┌──

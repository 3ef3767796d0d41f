//! Error types for the Hotmount core library

use std::path::PathBuf;

use thiserror::Error;

pub type Result<T> = std::result::Result<T, Error>;

#[derive(Error, Debug)]
pub enum Error {
    /// No usable mount point could be derived within the path length bound
    #[error("Failed to generate mount point for '{identity}': path would exceed {max} bytes")]
    NameGeneration { identity: String, max: usize },

    #[error("Mount table error ({path}): {source}")]
    MountTable {
        path: PathBuf,
        #[source]
        source: std::io::Error,
    },

    #[error("Unknown device action: {0}")]
    UnknownAction(String),
}
//! Privileged helper invocation
//!
//! Mounting and unmounting are delegated to external programs. The
//! [`CommandRunner`] seam lets the executors be exercised without root.

use std::ffi::OsString;
use std::path::Path;
use std::process::{ExitStatus, Stdio};

use async_trait::async_trait;
use tokio::process::Command;
use tracing::debug;

use crate::error::{DaemonError, Result};

/// Runs a program to completion and reports how it exited
#[async_trait]
pub trait CommandRunner: Send + Sync {
    /// Run `program` with `args`, waiting for it to exit.
    ///
    /// Fails only when the process cannot be started; a non-zero exit is
    /// returned as the status.
    async fn run(&self, program: &Path, args: &[OsString]) -> Result<ExitStatus>;
}

/// Spawns real child processes
#[derive(Debug, Clone, Copy, Default)]
pub struct ProcessRunner;

#[async_trait]
impl CommandRunner for ProcessRunner {
    async fn run(&self, program: &Path, args: &[OsString]) -> Result<ExitStatus> {
        debug!("Running {} {:?}", program.display(), args);

        // Output goes to the daemon's own stdout/stderr
        Command::new(program)
            .args(args)
            .stdin(Stdio::null())
            .status()
            .await
            .map_err(|source| DaemonError::Spawn {
                program: program.to_path_buf(),
                source,
            })
    }
}

#[cfg(test)]
mod tests {
    use super::*;

    #[tokio::test]
    async fn test_process_runner_reports_status() {
        let runner = ProcessRunner;

        let ok = runner.run(Path::new("/bin/sh"), &["-c".into(), "exit 0".into()]).await.unwrap();
        assert!(ok.success());

        let failed = runner.run(Path::new("/bin/sh"), &["-c".into(), "exit 3".into()]).await.unwrap();
        assert_eq!(failed.code(), Some(3));
    }

    #[tokio::test]
    async fn test_process_runner_spawn_failure() {
        let err = ProcessRunner
            .run(Path::new("/nonexistent/hotmount/helper"), &[])
            .await
            .unwrap_err();
        assert!(matches!(err, DaemonError::Spawn { .. }));
    }
}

└──

### TASK REQUIREMENTS
There is a line with "use tokio::process::Command;" and a line with "pub struct ProcessRunner;" above. Copy exactly those two lines and all lines between them, with nothing else.

### ANSWER BOX
use tokio::process::Command;
use tracing::debug;

use crate::error::{DaemonError, Result};

/// Runs a program to completion and reports how it exited
#[async_trait]
pub trait CommandRunner: Send + Sync {
    /// Run `program` with `args`, waiting for it to exit.
    ///
    /// Fails only when the process cannot be started; a non-zero exit is
    /// returned as the status.
    async fn run(&self, program: &Path, args: &[OsString]) -> Result<ExitStatus>;
}

/// Spawns real child processes
#[derive(Debug, Clone, Copy, Default)]
pub struct ProcessRunner;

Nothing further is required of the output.